Today when we trace the source of modern Christianity, we find that Christianity was codified in the 4th century. But in the fourth century, they didn't know what the source of Christianity was although critics said it was re-hashed paganism. So in the fourth century, they too searched in history to find the source of Christianity. They found the history of their religion to pre-date the actual founding of their own religion. The ancient history of Christianity is merged with the history of Paganism and the Church Fathers in the 4th century, so much closer to original Christianity than us, even mistook a group of pagans for early Christians. It wasn't the only time that they done this either, for when Bishop Melito in 160CE when in search of the ancient center of Christianity, he discovered only a group called the Ebionites, another ancient group that 4th century Christianity rejected as heretical.

2.3. The Dead Sea Scrolls (170BCE to 68BCE)

Jewish history led up to Christianity to the extent that Judaism and Christianity shared a blurred boundary in history. Jesus was a Jew and historians find it difficult to classify many early texts as either Jewish or Christian. This confusion is increasingly apparent in Greek-influenced Jewish texts, or, are they Jewish-influenced texts of Roman Mystery religions? Whatever they were, we know one thing: Christianity did not suddenly arrive as a bolt from the blue, but formed part of a progression in history that led from pure paganism, through to the more 'modern' Christianity of the 4th century, without any sudden spurt of change or innovation.

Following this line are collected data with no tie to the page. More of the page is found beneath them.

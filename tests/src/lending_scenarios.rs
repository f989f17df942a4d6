//! Lending flows running on real staked sXLM: the rate push from the
//! staking side, borrowing, liquidation and the interest-to-rewards loop.

use crate::setup::{deploy, funded_user, staker};
use protocol_common::constants::LEDGERS_PER_YEAR;
use protocol_common::error::Error;
use soroban_sdk::testutils::Ledger;
use soroban_sdk::Env;

#[test]
fn test_borrow_against_staked_collateral() {
    let env = Env::default();
    let p = deploy(&env);
    p.native_asset.mint(&p.admin, &1_000_0000000);
    p.lending.fund_pool(&1_000_0000000);

    let (user, minted) = staker(&env, &p, 100_0000000);
    assert_eq!(minted, 100_0000000);

    p.lending.deposit_collateral(&user, &100_0000000);
    p.lending.borrow(&user, &70_0000000);

    assert_eq!(p.lending.health_factor(&user), 11_428_571);
    assert_eq!(p.native.balance(&user), 70_0000000);
    assert_eq!(p.token.balance(&user), 0);
}

/// The keeper pushes the staking rate into the lending pool; collateral
/// denominated in sXLM is worth more XLM and borrow capacity grows.
#[test]
fn test_staking_rate_flows_into_lending() {
    let env = Env::default();
    let p = deploy(&env);
    p.native_asset.mint(&p.admin, &1_000_0000000);
    p.lending.fund_pool(&1_000_0000000);

    let (user, _) = staker(&env, &p, 100_0000000);
    p.lending.deposit_collateral(&user, &100_0000000);
    assert_eq!(p.lending.max_borrow(&user), 70_0000000);

    // Rewards lift the staking rate to 1.09; the keeper mirrors it.
    p.native_asset.mint(&p.admin, &10_0000000);
    p.staking.add_rewards(&10_0000000);
    let rate = p.staking.recalibrate_rate();
    assert_eq!(rate, 10_900_000);
    p.lending.update_exchange_rate(&rate);

    assert_eq!(p.lending.get_exchange_rate(), 10_900_000);
    // 100 sXLM * 1.09 * 70% = 76.3 XLM.
    assert_eq!(p.lending.max_borrow(&user), 76_3000000);
}

/// Scenario: borrow at CF 70 / LT 80, rate drops 1.0 -> 0.7, borrower
/// becomes liquidatable; close factor 50%, 5% bonus.
#[test]
fn test_liquidation_with_real_receipt_token() {
    let env = Env::default();
    let p = deploy(&env);
    p.native_asset.mint(&p.admin, &1_000_0000000);
    p.lending.fund_pool(&1_000_0000000);
    // Interest out of the picture: the numbers below are rate-only.
    p.lending.set_borrow_rate(&0);

    let (borrower, _) = staker(&env, &p, 100_0000000);
    let liquidator = funded_user(&env, &p, 100_0000000);

    p.lending.deposit_collateral(&borrower, &100_0000000);
    p.lending.borrow(&borrower, &70_0000000);
    assert_eq!(p.lending.health_factor(&borrower), 11_428_571);

    p.lending.update_exchange_rate(&7_000_000);
    assert_eq!(p.lending.health_factor(&borrower), 8_000_000);

    p.lending.liquidate(&liquidator, &borrower);

    // Repaid 35 XLM; seized 35e7 * 1e7 * 10500 / 7e6 / 1e4 = 52.5 sXLM.
    let position = p.lending.get_position(&borrower);
    assert_eq!(position.principal, 35_0000000);
    assert_eq!(position.sxlm_collateral, 47_5000000);
    assert_eq!(p.token.balance(&liquidator), 52_5000000);

    // The seized sXLM is real: the liquidator can unstake it.
    let result = p.staking.request_withdrawal(&liquidator, &52_5000000, &true);
    assert!(result.is_instant);
}

/// Keeper loop: harvested lending interest is pushed back into staking
/// rewards, lifting the exchange rate for all sXLM holders.
#[test]
fn test_interest_harvest_feeds_staking_rewards() {
    let env = Env::default();
    let p = deploy(&env);
    p.native_asset.mint(&p.admin, &10_000_0000000);
    p.lending.fund_pool(&10_000_0000000);

    let (user, _) = staker(&env, &p, 1_000_0000000);
    p.lending.deposit_collateral(&user, &1_000_0000000);
    p.lending.borrow(&user, &500_0000000);

    env.ledger().with_mut(|li| {
        li.sequence_number += LEDGERS_PER_YEAR as u32;
    });

    // One year at 5%: 25 XLM owed on top of the 500 principal.
    p.native_asset.mint(&user, &25_0000000);
    p.lending.repay(&user, &525_0000000);

    let harvested = p.lending.harvest_interest();
    assert_eq!(harvested, 25_0000000);

    let rate_before = p.staking.get_exchange_rate();
    p.staking.add_rewards(&harvested);
    assert!(p.staking.get_exchange_rate() > rate_before);
}

#[test]
fn test_collateral_withdrawal_blocked_while_borrowed() {
    let env = Env::default();
    let p = deploy(&env);
    p.native_asset.mint(&p.admin, &1_000_0000000);
    p.lending.fund_pool(&1_000_0000000);
    p.lending.set_borrow_rate(&0);

    let (user, _) = staker(&env, &p, 100_0000000);
    p.lending.deposit_collateral(&user, &100_0000000);
    p.lending.borrow(&user, &80_0000000); // exactly at the LT bound

    assert_eq!(
        p.lending.try_withdraw_collateral(&user, &1),
        Err(Ok(Error::UnhealthyAfter))
    );

    // After repaying, the collateral is free again.
    p.lending.repay(&user, &80_0000000);
    p.lending.withdraw_collateral(&user, &100_0000000);
    assert_eq!(p.token.balance(&user), 100_0000000);
    assert_eq!(p.lending.health_factor(&user), i128::MAX);
}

Stephen Hodge studied the Dead Sea Scrolls, which were written variously between 170BCE and 68BCE12, and he usefully lists many of the similarities found in the Dead Sea Scrolls to the teachings and organisation of the Jewish Christianity which was to arise from the same period in time. He concludes that these Jewish documents make the teachings and appearance of Jewish Christianity less revolutionary.
Book Cover... the collection is really an invaluable cross-section of religious material that reveals for the first time just how rich and varied Jewish spiritual life was at that time. The scrolls offer an intellectual and devotional landscape into which Jesus and his movement can be placed. No longer does Jewish Christianity seem an inexplicable, isolated occurrence. [...]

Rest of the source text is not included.